Carl Ferdinand Julius Fröbel (16 July 1805 – 7 November 1893) was a German geologist and mineralogist, journalist, and democratic revolutionary already during the Vormärz era. He was active in Germany, Switzerland, the United States and South America at different times in his life.

==Biography==
He was born in the village of Griesheim (today part of the Stadtilm), in Schwarzburg-Rudolstadt. He was the son of pastor Johann Michael Christoph Fröbel (d. 1813) and his wife Christiane Sopie. He attended the educational institute of his uncle Friedrich Fröbel, the founder of the kindergarten system, and continued his studies of natural sciences at the University of Jena, the Ludwig-Maximilians-Universität München, and the Friedrich Wilhelm University of Berlin. By the agency of Alexander von Humboldt, Fröbel took up a teaching position at the University of Zurich in 1833 and became a naturalized citizen of Switzerland. From 1836, he taught mineralogy at the University of Zurich. In 1838, he married his first wife Kleophea, née Zeller.
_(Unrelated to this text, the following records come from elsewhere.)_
use serde::Deserialize;
use std::fs;
use std::path::Path;
use std::time::Duration;

use crate::core::db::TransactionBehavior;
use crate::core::{Result, SafeSqlError};

const IN_MEMORY_PATH: &str = ":memory:";
const DEFAULT_BUSY_TIMEOUT_MS: u64 = 5_000;

/// Top-level configuration structure parsed from a TOML file.
#[derive(Debug, Clone, Deserialize)]
pub struct Config {
    pub database: DataSource,
    #[serde(default)]
    pub logging: LoggingConfig,
}

/// Connection descriptor for one database.
///
/// For the embedded engine the `path` locates the schema; `:memory:` opens a
/// private in-memory database.
#[derive(Debug, Clone, PartialEq, Deserialize)]
#[serde(default)]
pub struct DataSource {
    pub path: String,
    pub read_only: bool,
    pub create_if_missing: bool,
    pub busy_timeout_ms: u64,
    pub statement_timeout_ms: Option<u64>,
    pub foreign_keys: bool,
    pub transaction_behavior: TransactionBehavior,
}

impl Default for DataSource {
    fn default() -> Self {
        DataSource {
            path: IN_MEMORY_PATH.to_string(),
            read_only: false,
            create_if_missing: true,
            busy_timeout_ms: DEFAULT_BUSY_TIMEOUT_MS,
            statement_timeout_ms: None,
            foreign_keys: true,
            transaction_behavior: TransactionBehavior::default(),
        }
    }
}

impl DataSource {
    pub fn in_memory() -> Self {
        DataSource::default()
    }

    pub fn file(path: impl Into<String>) -> Self {
        DataSource {
            path: path.into(),
            ..DataSource::default()
        }
    }

    pub fn is_in_memory(&self) -> bool {
        self.path == IN_MEMORY_PATH
    }

    pub fn busy_timeout(&self) -> Duration {
        Duration::from_millis(self.busy_timeout_ms)
    }

    /// Timeout for each engine call; `None` or `0` disables it.
    pub fn statement_timeout(&self) -> Option<Duration> {
        self.statement_timeout_ms
            .filter(|ms| *ms > 0)
            .map(Duration::from_millis)
    }

    fn validate(&self) -> Result<()> {
        if self.path.trim().is_empty() {
            return Err(SafeSqlError::Config(
                "database.path must not be empty".to_string(),
            ));
        }
        if self.read_only && self.is_in_memory() {
            return Err(SafeSqlError::Config(
                "an in-memory database cannot be opened read-only".to_string(),
            ));
        }
        Ok(())
    }
}

/// Logging-related configuration.
#[derive(Debug, Clone, Default, Deserialize)]
pub struct LoggingConfig {
    /// Maximum level emitted by the binary (`error`, `warn`, `info`, `debug`, `trace`)
    pub level: Option<String>,
}

impl LoggingConfig {
    pub fn level(&self) -> Result<tracing::Level> {
        match &self.level {
            None => Ok(tracing::Level::INFO),
            Some(level) => level
                .parse()
                .map_err(|_| SafeSqlError::Config(format!("unknown log level '{}'", level))),
        }
    }
}

impl Config {
    /// Parses and validates a TOML document.
    pub fn from_toml(content: &str) -> Result<Self> {
        let config: Config =
            toml::from_str(content).map_err(|e| SafeSqlError::Config(e.to_string()))?;
        config.database.validate()?;
        config.logging.level()?;
        Ok(config)
    }
}

/// Loads configuration from a TOML file at the given path.
///
/// # Arguments
///
/// * `path` - The file path to the TOML configuration file.
///
/// # Example
///
/// ```no_run
/// let config = safesql::config::load_config("safesql.toml").expect("Failed to load config");
/// println!("{:?}", config.database);
/// ```
pub fn load_config<P: AsRef<Path>>(path: P) -> Result<Config> {
    let content = fs::read_to_string(path)?;
    Config::from_toml(&content)
}
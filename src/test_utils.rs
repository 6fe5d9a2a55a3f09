/// # Test Utilities Module
///
/// Testing infrastructure for SafeSQL with isolated databases and error
/// assertion helpers.
///
/// This module provides:
/// - Database test isolation fixtures
/// - SafeSqlError-specific testing helpers
/// - Sample data for the demo schema

use crate::core::db::Database;
use crate::core::Result;
use crate::demo::{self, Customer};
use crate::params;

/// Isolated database test fixture
pub struct DatabaseFixture {
    pub name: String,
    pub db: Database,
}

impl DatabaseFixture {
    /// Create a new in-memory database with the demo schema applied
    pub fn new(name: &str) -> Result<Self> {
        let db = Database::open_in_memory()?;
        demo::apply_schema(&db)?;

        Ok(DatabaseFixture {
            name: name.to_string(),
            db,
        })
    }

    /// Create fixture with sample data
    pub fn with_sample_data(name: &str) -> Result<Self> {
        let fixture = Self::new(name)?;
        fixture.populate_sample_data()?;
        Ok(fixture)
    }

    /// Populate with realistic sample data
    pub fn populate_sample_data(&self) -> Result<()> {
        let mut eko = Customer::new("eko", "Eko");
        eko.email = Some("eko@gmail.com".to_string());
        eko.balance = 100_000;
        eko.rating = 90.0;
        eko.married = true;
        demo::insert_customer(&self.db, &eko)?;
        demo::insert_customer(&self.db, &Customer::new("budi", "Budi"))?;

        let users = vec![("admin", "admin"), ("eko", "rahasia")];
        for (username, password) in users {
            demo::register_user(&self.db, username, password)?;
        }

        Ok(())
    }

    /// Number of rows currently in `table`
    pub fn count(&self, table: &str) -> i64 {
        let row = match table {
            "customer" => self.db.query_row("SELECT COUNT(*) FROM customer", params![]),
            "user" => self.db.query_row("SELECT COUNT(*) FROM user", params![]),
            "comments" => self.db.query_row("SELECT COUNT(*) FROM comments", params![]),
            other => panic!("Unknown table '{}' in fixture {}", other, self.name),
        };
        row.unwrap().unwrap().get(0).unwrap()
    }
}

/// Error testing utilities specific to SafeSqlError patterns
pub mod error_testing {
    /// Test that a function returns a specific error type
    pub fn assert_error_type<T, E>(
        result: &std::result::Result<T, E>,
        expected_variant: fn(&E) -> bool,
        message: &str,
    ) {
        if let Err(ref err) = result {
            assert!(expected_variant(err), "{}", message);
        } else {
            panic!("Expected error but got Ok: {}", message);
        }
    }

    /// Verify error message quality (contains helpful information)
    pub fn verify_error_message_quality<T, E>(result: &std::result::Result<T, E>, context: &str)
    where
        T: std::fmt::Debug,
        E: std::fmt::Display,
    {
        if let Err(ref error) = result {
            let error_str = error.to_string();

            assert!(!error_str.is_empty(), "Error message should not be empty in {}", context);
            assert!(error_str.len() > 10, "Error message should be descriptive in {}", context);

            let has_operation_context = error_str.to_lowercase().contains("error")
                || error_str.to_lowercase().contains("failed")
                || error_str.to_lowercase().contains("interrupted")
                || error_str.to_lowercase().contains("timed out");

            assert!(has_operation_context, "Error should indicate what operation failed: '{}' in {}", error_str, context);
        } else {
            panic!("Expected error in {}", context);
        }
    }
}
Upon the reactionary Züriputsch in 1839, he joined the radical party, and edited Der schweizerische Republikaner (The Swiss Republican) for them. In 1840/1841, he established a publishing house (Literarisches Comptoir) at Zurich. He issued several scientific works and many political pamphlets, many of which were suppressed in the states of the German Confederation, among them writings by Bruno Bauer, Friedrich Engels, Ludwig Feuerbach, Arnold Ruge, Friedrich Wilhelm Schulz, and David Strauss, as well as poems by Georg Herwegh, Hoffmann von Fallersleben and Gottfried Keller.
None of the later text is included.